YOUR ASSIGNMENT.
After reading the data below, copy out every line that contains the word "other".

********

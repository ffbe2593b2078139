//! Output formatting module for the apidiff CLI
//!
//! Provides unified output formatting with support for three formats:
//! table (human-readable), json (machine-readable) and markdown (the diff
//! documents themselves).
//!
//! Automatically detects TTY context to adjust colors and truncation behavior.

use clap::ValueEnum;
use serde::Serialize;
use std::io::IsTerminal;
use std::str::FromStr;

mod json;
mod table;

pub use self::json::JsonOutput;
pub use self::table::TableOutput;

/// Output format for CLI results
#[derive(Debug, Clone, Copy, Default, ValueEnum, PartialEq, Eq)]
pub enum OutputFormat {
    /// Human-readable table format (default)
    #[default]
    Table,
    /// JSON format for machine consumption
    Json,
    /// Raw Markdown documents
    Markdown,
}

impl FromStr for OutputFormat {
    type Err = String;

    fn from_str(s: &str) -> Result<Self, Self::Err> {
        match s.to_lowercase().as_str() {
            "table" => Ok(OutputFormat::Table),
            "json" => Ok(OutputFormat::Json),
            "markdown" | "md" => Ok(OutputFormat::Markdown),
            _ => Err(format!("Unknown output format: '{}'", s)),
        }
    }
}

/// Configuration for output rendering
#[derive(Debug, Clone)]
pub struct OutputConfig {
    /// The output format to use
    pub format: OutputFormat,
    /// Disable colored output
    pub no_color: bool,
    /// Disable truncation of long values
    pub no_truncate: bool,
    /// Override terminal width (None = auto-detect)
    pub width: Option<usize>,
}

impl OutputConfig {
    /// Create a new OutputConfig with the specified format
    pub fn new(format: OutputFormat) -> Self {
        Self {
            format,
            no_color: false,
            no_truncate: false,
            width: None,
        }
    }

    /// Create an OutputConfig with automatic TTY detection and optional color override.
    ///
    /// When output is not a TTY (piped or redirected), colors and truncation
    /// are disabled unless `color_override` forces colors on.
    pub fn auto_detect(format: OutputFormat, color_override: Option<bool>) -> Self {
        let is_tty = std::io::stdout().is_terminal();
        let use_color = color_override.unwrap_or(is_tty);
        Self {
            format,
            no_color: !use_color,
            no_truncate: !is_tty,
            width: None,
        }
    }

    /// Get the effective terminal width
    pub fn effective_width(&self) -> usize {
        self.width.unwrap_or_else(|| {
            terminal_size::terminal_size()
                .map(|(w, _)| w.0 as usize)
                .unwrap_or(80)
        })
    }

    pub fn use_colors(&self) -> bool {
        !self.no_color
    }

    pub fn should_truncate(&self) -> bool {
        !self.no_truncate
    }

    /// Builder: disable colors
    pub fn without_colors(mut self) -> Self {
        self.no_color = true;
        self
    }

    /// Builder: disable truncation
    pub fn without_truncation(mut self) -> Self {
        self.no_truncate = true;
        self
    }
}

/// Trait for types that can be formatted as output
pub trait Outputter: Serialize + Sized {
    /// Render as table format
    fn to_table(&self, config: &OutputConfig) -> String;

    /// Render as JSON format
    fn to_json(&self, _config: &OutputConfig) -> String {
        JsonOutput::format(self)
    }

    /// Render as Markdown; falls back to the table rendering
    fn to_markdown(&self, config: &OutputConfig) -> String {
        self.to_table(config)
    }

    /// Render using the format specified in config
    fn render(&self, config: &OutputConfig) -> String {
        match config.format {
            OutputFormat::Table => self.to_table(config),
            OutputFormat::Json => self.to_json(config),
            OutputFormat::Markdown => self.to_markdown(config),
        }
    }
}

/// Result wrapper for formatted output with automatic format selection
pub struct Output<T> {
    data: T,
    config: OutputConfig,
}

impl<T: Outputter> Output<T> {
    pub fn with_config(data: T, config: OutputConfig) -> Self {
        Self { data, config }
    }

    /// Render the output to stdout
    pub fn render(&self) -> anyhow::Result<()> {
        let rendered = self.data.render(&self.config);
        if !rendered.is_empty() {
            println!("{}", rendered.trim_end_matches('\n'));
        }
        Ok(())
    }
}

/// Truncate a string to a maximum width with ellipsis
pub fn truncate(s: &str, max_width: usize) -> String {
    if s.chars().count() <= max_width {
        s.to_string()
    } else if max_width <= 3 {
        s.chars().take(max_width).collect()
    } else {
        let truncated: String = s.chars().take(max_width - 3).collect();
        format!("{}...", truncated)
    }
}

#[cfg(test)]
mod tests {
    use super::*;

    #[test]
    fn test_truncate_short_string() {
        assert_eq!(truncate("hello", 10), "hello");
    }

    #[test]
    fn test_truncate_long_string() {
        assert_eq!(truncate("hello world", 8), "hello...");
    }

    #[test]
    fn test_format_from_str() {
        assert_eq!("JSON".parse::<OutputFormat>(), Ok(OutputFormat::Json));
        assert_eq!("md".parse::<OutputFormat>(), Ok(OutputFormat::Markdown));
        assert!("csv".parse::<OutputFormat>().is_err());
    }

    #[test]
    fn test_output_config_builder() {
        let config = OutputConfig::new(OutputFormat::Json)
            .without_colors()
            .without_truncation();

        assert_eq!(config.format, OutputFormat::Json);
        assert!(!config.use_colors());
        assert!(!config.should_truncate());
    }
}
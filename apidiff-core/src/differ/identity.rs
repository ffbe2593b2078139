//! Version-independent identity keys for declarations.
//!
//! Keys follow the documentation-comment ID scheme (`N:`, `T:`, `M:`, `P:`,
//! `F:`, `E:`). They are derived from the declaration's scope, name and
//! overload shape only, so a changed return type or field type keeps its
//! identity and is reported as a change rather than a removal plus addition.

use std::collections::HashMap;
use std::fmt;

use serde::Serialize;

use crate::types::{AttributeUsage, Declaration, MethodKind, Parameter, Symbol};

/// Identity of a declaration across versions.
#[derive(Clone, Debug, PartialEq, Eq, PartialOrd, Ord, Hash, Serialize)]
pub struct IdentityKey(String);

impl IdentityKey {
    pub fn new(key: impl Into<String>) -> Self {
        Self(key.into())
    }

    pub fn as_str(&self) -> &str {
        &self.0
    }
}

impl fmt::Display for IdentityKey {
    fn fmt(&self, f: &mut fmt::Formatter<'_>) -> fmt::Result {
        f.write_str(&self.0)
    }
}

/// Join a containing scope and a simple name.
pub fn qualify(scope: &str, name: &str) -> String {
    if scope.is_empty() {
        name.to_string()
    } else {
        format!("{}.{}", scope, name)
    }
}

/// Fully-qualified name that children of `decl` are keyed under.
pub fn qualified_name(scope: &str, decl: &Declaration) -> String {
    match &decl.symbol {
        Symbol::Namespace => decl.name.clone(),
        Symbol::Type(t) if !t.type_parameters.is_empty() => {
            format!("{}`{}", qualify(scope, &decl.name), t.type_parameters.len())
        }
        _ => qualify(scope, &decl.name),
    }
}

/// Compute the identity key of `decl` declared inside `scope`.
///
/// Declaration kind is deliberately not part of the key.
pub fn key(scope: &str, decl: &Declaration) -> IdentityKey {
    let key = match &decl.symbol {
        Symbol::Namespace => format!("N:{}", decl.name),
        Symbol::Type(_) => format!("T:{}", qualified_name(scope, decl)),
        Symbol::Method(m) => {
            let name = match m.method_kind {
                MethodKind::Ordinary => decl.name.as_str(),
                MethodKind::Constructor => "#ctor",
                MethodKind::StaticConstructor => "#cctor",
                MethodKind::Destructor => "Finalize",
                MethodKind::Operator(op) => op.metadata_name(),
                MethodKind::Conversion(kind) => kind.metadata_name(),
            };
            let mut key = format!("M:{}", qualify(scope, name));
            if !m.type_parameters.is_empty() {
                key.push_str(&format!("``{}", m.type_parameters.len()));
            }
            key.push_str(&parameter_list(&m.parameters));
            // Conversions from one source type differ only by their target.
            if let MethodKind::Conversion(_) = m.method_kind {
                key.push('~');
                key.push_str(&key_type(m.return_type.as_deref().unwrap_or("System.Void")));
            }
            key
        }
        Symbol::Property(p) => format!(
            "P:{}{}",
            qualify(scope, &decl.name),
            parameter_list(&p.parameters)
        ),
        Symbol::Field(_) | Symbol::EnumMember(_) => format!("F:{}", qualify(scope, &decl.name)),
        Symbol::Event(_) => format!("E:{}", qualify(scope, &decl.name)),
    };
    IdentityKey(key)
}

/// Identity keys for a declaration's attribute usages, in order.
///
/// Repeated usages of one attribute type get an occurrence suffix (`#1`, `#2`, ...)
/// so they pair up positionally across versions.
pub fn attribute_keys(attributes: &[&AttributeUsage]) -> Vec<IdentityKey> {
    let mut seen: HashMap<&str, usize> = HashMap::new();
    attributes
        .iter()
        .map(|attr| {
            let count = seen.entry(attr.type_id.as_str()).or_insert(0);
            let key = if *count == 0 {
                attr.type_id.clone()
            } else {
                format!("{}#{}", attr.type_id, count)
            };
            *count += 1;
            IdentityKey(key)
        })
        .collect()
}

fn parameter_list(parameters: &[Parameter]) -> String {
    if parameters.is_empty() {
        return String::new();
    }
    let types: Vec<String> = parameters
        .iter()
        .map(|p| {
            let mut ty = key_type(&p.ty);
            if p.modifier.is_some_and(|m| m.is_by_ref()) {
                ty.push('@');
            }
            ty
        })
        .collect();
    format!("({})", types.join(","))
}

/// Normalize a type reference for use inside a key.
fn key_type(ty: &str) -> String {
    ty.chars()
        .filter(|c| !c.is_whitespace() && *c != '?')
        .map(|c| match c {
            '<' => '{',
            '>' => '}',
            other => other,
        })
        .collect()
}

#[cfg(test)]
mod tests {
    use super::*;
    use crate::types::{
        Accessor, ConversionKind, OperatorKind, ParameterModifier, TypeKind, TypeSymbol,
    };

    fn int_param(name: &str) -> Parameter {
        Parameter::new(name, "System.Int32")
    }

    #[test]
    fn test_namespace_and_type_keys() {
        let ns = Declaration::namespace("MyNamespace");
        assert_eq!(key("", &ns).as_str(), "N:MyNamespace");

        let class = Declaration::class("MyClass");
        assert_eq!(key("MyNamespace", &class).as_str(), "T:MyNamespace.MyClass");

        let mut generic = TypeSymbol::new(TypeKind::Class);
        generic.type_parameters = vec!["TKey".to_string(), "TValue".to_string()];
        let generic = Declaration::new("Map", Symbol::Type(generic));
        assert_eq!(key("N", &generic).as_str(), "T:N.Map`2");
        assert_eq!(qualified_name("N", &generic), "N.Map`2");
    }

    #[test]
    fn test_kind_is_not_part_of_key() {
        let s = Declaration::structure("S");
        let c = Declaration::class("S");
        assert_eq!(key("N", &s), key("N", &c));
    }

    #[test]
    fn test_method_keys_ignore_return_type_and_parameter_names() {
        let a = Declaration::method("Run", None, vec![int_param("a")]);
        let b = Declaration::method("Run", Some("System.String"), vec![int_param("count")]);
        assert_eq!(key("N.C", &a), key("N.C", &b));
        assert_eq!(key("N.C", &a).as_str(), "M:N.C.Run(System.Int32)");

        let parameterless = Declaration::method("Run", None, vec![]);
        assert_eq!(key("N.C", &parameterless).as_str(), "M:N.C.Run");
    }

    #[test]
    fn test_overloads_have_distinct_keys() {
        let by_value = Declaration::method("Swap", None, vec![int_param("x")]);
        let by_ref = Declaration::method(
            "Swap",
            None,
            vec![int_param("x").with_modifier(ParameterModifier::Ref)],
        );
        assert_ne!(key("N.C", &by_value), key("N.C", &by_ref));
        assert_eq!(key("N.C", &by_ref).as_str(), "M:N.C.Swap(System.Int32@)");
    }

    #[test]
    fn test_special_method_keys() {
        let ctor = Declaration::constructor(vec![int_param("x")]);
        assert_eq!(key("N.C", &ctor).as_str(), "M:N.C.#ctor(System.Int32)");

        let op = Declaration::operator(
            OperatorKind::Addition,
            "N.C",
            vec![Parameter::new("a", "N.C"), Parameter::new("b", "N.C")],
        );
        assert_eq!(key("N.C", &op).as_str(), "M:N.C.op_Addition(N.C,N.C)");
    }

    #[test]
    fn test_conversion_keys_include_target() {
        let to_int = Declaration::conversion(
            ConversionKind::Explicit,
            "System.Int32",
            Parameter::new("value", "MyNamespace.MyClass"),
        );
        let to_byte = Declaration::conversion(
            ConversionKind::Explicit,
            "System.Byte",
            Parameter::new("value", "MyNamespace.MyClass"),
        );
        assert_eq!(
            key("MyNamespace.MyClass", &to_int).as_str(),
            "M:MyNamespace.MyClass.op_Explicit(MyNamespace.MyClass)~System.Int32"
        );
        assert_ne!(key("MyNamespace.MyClass", &to_int), key("MyNamespace.MyClass", &to_byte));
    }

    #[test]
    fn test_member_keys_by_name_only() {
        let a = Declaration::property("Name", "System.String", vec![Accessor::get()]);
        let b = Declaration::property("Name", "System.Object", vec![Accessor::get(), Accessor::set()]);
        assert_eq!(key("N.C", &a), key("N.C", &b));
        assert_eq!(key("N.C", &a).as_str(), "P:N.C.Name");

        assert_eq!(key("N.C", &Declaration::field("F", "System.Int32")).as_str(), "F:N.C.F");
        assert_eq!(key("N.C", &Declaration::event("E", "System.EventHandler")).as_str(), "E:N.C.E");
        assert_eq!(key("N.E", &Declaration::enum_member("A", 1)).as_str(), "F:N.E.A");
    }

    #[test]
    fn test_key_type_normalization() {
        assert_eq!(
            key_type("System.Collections.Generic.List<System.String?>"),
            "System.Collections.Generic.List{System.String}"
        );
        assert_eq!(key_type("System.Collections.Generic.Dictionary<K, V>"), "System.Collections.Generic.Dictionary{K,V}");
    }

    #[test]
    fn test_attribute_keys_number_repeated_usages() {
        let a = AttributeUsage::new("T:N.TagAttribute", "N.Tag(\"a\")");
        let b = AttributeUsage::new("T:N.TagAttribute", "N.Tag(\"b\")");
        let c = AttributeUsage::new("T:System.ObsoleteAttribute", "System.Obsolete");
        let keys = attribute_keys(&[&a, &c, &b]);
        let keys: Vec<&str> = keys.iter().map(|k| k.as_str()).collect();
        assert_eq!(
            keys,
            vec!["T:N.TagAttribute", "T:System.ObsoleteAttribute", "T:N.TagAttribute#1"]
        );
    }
}
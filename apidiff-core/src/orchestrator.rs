//! Diff orchestrator: runs the engine over every module of two versions.
//!
//! Modules are independent, so they are diffed in parallel using rayon and
//! merged afterwards in sorted module order. The output is identical
//! regardless of completion order.

use std::collections::{BTreeMap, BTreeSet};
use std::sync::atomic::{AtomicBool, Ordering};
use std::sync::Arc;

use rayon::prelude::*;
use serde::{Deserialize, Serialize};
use tracing::{debug, warn};

use crate::differ::changes::{DiffSummary, MatchStatus};
use crate::differ::comparator::Matcher;
use crate::differ::filter::{AttributeExclusions, ExclusionFilter};
use crate::error::{DiffError, Result};
use crate::exporter::{self, markdown};
use crate::render::{self, DiffLine, RenderOptions};
use crate::types::Module;

/// Source of declaration trees for one version of a set of modules.
///
/// Implementations do their own I/O; a load failure is reported for that
/// module only.
pub trait SymbolIndex: Sync {
    /// Names of every module this version contains.
    fn module_names(&self) -> Vec<String>;

    /// Build the declaration tree of one module.
    fn load(&self, module: &str) -> Result<Module>;
}

/// In-memory symbol index over already-built modules.
#[derive(Clone, Debug, Default)]
pub struct ModuleSet {
    modules: BTreeMap<String, Module>,
}

impl ModuleSet {
    pub fn new() -> Self {
        Self::default()
    }

    pub fn insert(&mut self, module: Module) {
        self.modules.insert(module.name.clone(), module);
    }

    pub fn len(&self) -> usize {
        self.modules.len()
    }

    pub fn is_empty(&self) -> bool {
        self.modules.is_empty()
    }
}

impl FromIterator<Module> for ModuleSet {
    fn from_iter<I: IntoIterator<Item = Module>>(iter: I) -> Self {
        let mut set = Self::new();
        for module in iter {
            set.insert(module);
        }
        set
    }
}

impl SymbolIndex for ModuleSet {
    fn module_names(&self) -> Vec<String> {
        self.modules.keys().cloned().collect()
    }

    fn load(&self, module: &str) -> Result<Module> {
        self.modules
            .get(module)
            .cloned()
            .ok_or_else(|| DiffError::SymbolIndex {
                module: module.to_string(),
                message: "module not found".to_string(),
            })
    }
}

/// Caller-facing configuration of a diff run.
#[derive(Clone, Debug, Default, PartialEq, Eq, Serialize, Deserialize)]
pub struct DiffOptions {
    pub attributes_to_exclude: AttributeExclusions,
    pub apis_to_exclude: BTreeSet<String>,
    pub hide_implicit_default_constructors: bool,
    pub add_partial_modifier: bool,
    /// When set, module documents are keyed `{title}_{module}` and an index
    /// document keyed by the title is emitted.
    pub table_of_contents_title: Option<String>,
    /// Worker threads; `None` uses the global rayon pool.
    pub num_threads: Option<usize>,
}

impl DiffOptions {
    pub fn render_options(&self) -> RenderOptions {
        RenderOptions {
            hide_implicit_default_constructors: self.hide_implicit_default_constructors,
            add_partial_modifier: self.add_partial_modifier,
        }
    }

    pub fn exclusion_filter(&self) -> ExclusionFilter {
        ExclusionFilter::new(&self.attributes_to_exclude, &self.apis_to_exclude)
    }
}

/// Cooperative cancellation flag shared between a host and a run.
#[derive(Clone, Debug, Default)]
pub struct CancellationToken(Arc<AtomicBool>);

impl CancellationToken {
    pub fn new() -> Self {
        Self::default()
    }

    pub fn cancel(&self) {
        self.0.store(true, Ordering::SeqCst);
    }

    pub fn is_cancelled(&self) -> bool {
        self.0.load(Ordering::SeqCst)
    }
}

/// Outcome of a whole run.
#[derive(Debug, Default)]
pub struct DiffRun {
    /// Rendered documents by identifier.
    pub documents: BTreeMap<String, String>,
    /// Modules whose diff could not be produced.
    pub failures: BTreeMap<String, DiffError>,
    pub summary: DiffSummary,
}

impl DiffRun {
    pub fn is_success(&self) -> bool {
        self.failures.is_empty()
    }
}

/// The rendered diff of one module.
#[derive(Clone, Debug)]
pub struct ModuleDiff {
    pub module: String,
    pub lines: Vec<DiffLine>,
    pub summary: DiffSummary,
}

/// Diff a single module. A module missing from one side renders entirely
/// as added or removed.
pub fn diff_module(
    name: &str,
    before: Option<&Module>,
    after: Option<&Module>,
    filter: &ExclusionFilter,
    options: &RenderOptions,
) -> Result<ModuleDiff> {
    let matcher = Matcher::new(filter, options);
    let results = matcher.match_modules(before, after)?;
    let lines = render::render(&results, options);

    let mut summary = DiffSummary::new();
    for result in &results {
        summary.record_tree(result, options.hide_implicit_default_constructors);
    }
    if !lines.is_empty() {
        let status = match (before, after) {
            (None, Some(_)) => MatchStatus::Added,
            (Some(_), None) => MatchStatus::Removed,
            _ => MatchStatus::Changed,
        };
        summary.record_module(status);
    }

    Ok(ModuleDiff {
        module: name.to_string(),
        lines,
        summary,
    })
}

fn load_side(index: &dyn SymbolIndex, names: &BTreeSet<String>, module: &str) -> Result<Option<Module>> {
    if names.contains(module) {
        index.load(module).map(Some)
    } else {
        Ok(None)
    }
}

/// Dedicated pool for a fixed thread count. A pool that cannot be built is
/// logged and the global pool is used instead.
fn worker_pool(num_threads: Option<usize>) -> Option<rayon::ThreadPool> {
    let n = num_threads?;
    match rayon::ThreadPoolBuilder::new().num_threads(n).build() {
        Ok(pool) => Some(pool),
        Err(e) => {
            warn!("Failed to build a pool of {} threads, using the global pool: {}", n, e);
            None
        }
    }
}

/// Diff every module present in either version.
///
/// Per-module failures land in [`DiffRun::failures`] without affecting other
/// modules. Cancellation is checked before each module; a cancelled run
/// returns [`DiffError::Cancelled`] and no partial result.
pub fn run(
    before: &dyn SymbolIndex,
    after: &dyn SymbolIndex,
    options: &DiffOptions,
    cancel: &CancellationToken,
) -> Result<DiffRun> {
    let before_names: BTreeSet<String> = before.module_names().into_iter().collect();
    let after_names: BTreeSet<String> = after.module_names().into_iter().collect();
    let modules: Vec<&String> = before_names.union(&after_names).collect();

    let filter = options.exclusion_filter();
    let render_options = options.render_options();

    debug!("Diffing {} modules", modules.len());

    let diff_fn = |name: &&String| -> Result<ModuleDiff> {
        if cancel.is_cancelled() {
            return Err(DiffError::Cancelled);
        }
        debug!("Diffing module {}", name);
        let b = load_side(before, &before_names, name)?;
        let a = load_side(after, &after_names, name)?;
        diff_module(name, b.as_ref(), a.as_ref(), &filter, &render_options)
    };

    let pool = worker_pool(options.num_threads);

    let outcomes: Vec<Result<ModuleDiff>> = match pool {
        Some(pool) => pool.install(|| modules.par_iter().map(diff_fn).collect()),
        None => modules.par_iter().map(diff_fn).collect(),
    };

    if cancel.is_cancelled() {
        return Err(DiffError::Cancelled);
    }

    let title = options.table_of_contents_title.as_deref();
    let mut diff_run = DiffRun::default();
    let mut documented = Vec::new();

    for (name, outcome) in modules.into_iter().zip(outcomes) {
        match outcome {
            Ok(diff) if diff.lines.is_empty() => {
                debug!("Module {} has no API changes", name);
            }
            Ok(diff) => {
                diff_run.summary.merge(&diff.summary);
                diff_run.documents.insert(
                    exporter::document_id(title, name),
                    markdown::export(name, &diff.lines),
                );
                documented.push(name.clone());
            }
            Err(DiffError::Cancelled) => return Err(DiffError::Cancelled),
            Err(e) => {
                warn!("Failed to diff module {}: {}", name, e);
                diff_run.failures.insert(name.clone(), e);
            }
        }
    }

    if let Some(title) = title {
        if !documented.is_empty() {
            diff_run
                .documents
                .insert(title.to_string(), markdown::export_index(title, &documented));
        }
    }

    Ok(diff_run)
}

********

WRITTEN SOLUTION.
            other => other,
/// Per-module failures land in [`DiffRun::failures`] without affecting other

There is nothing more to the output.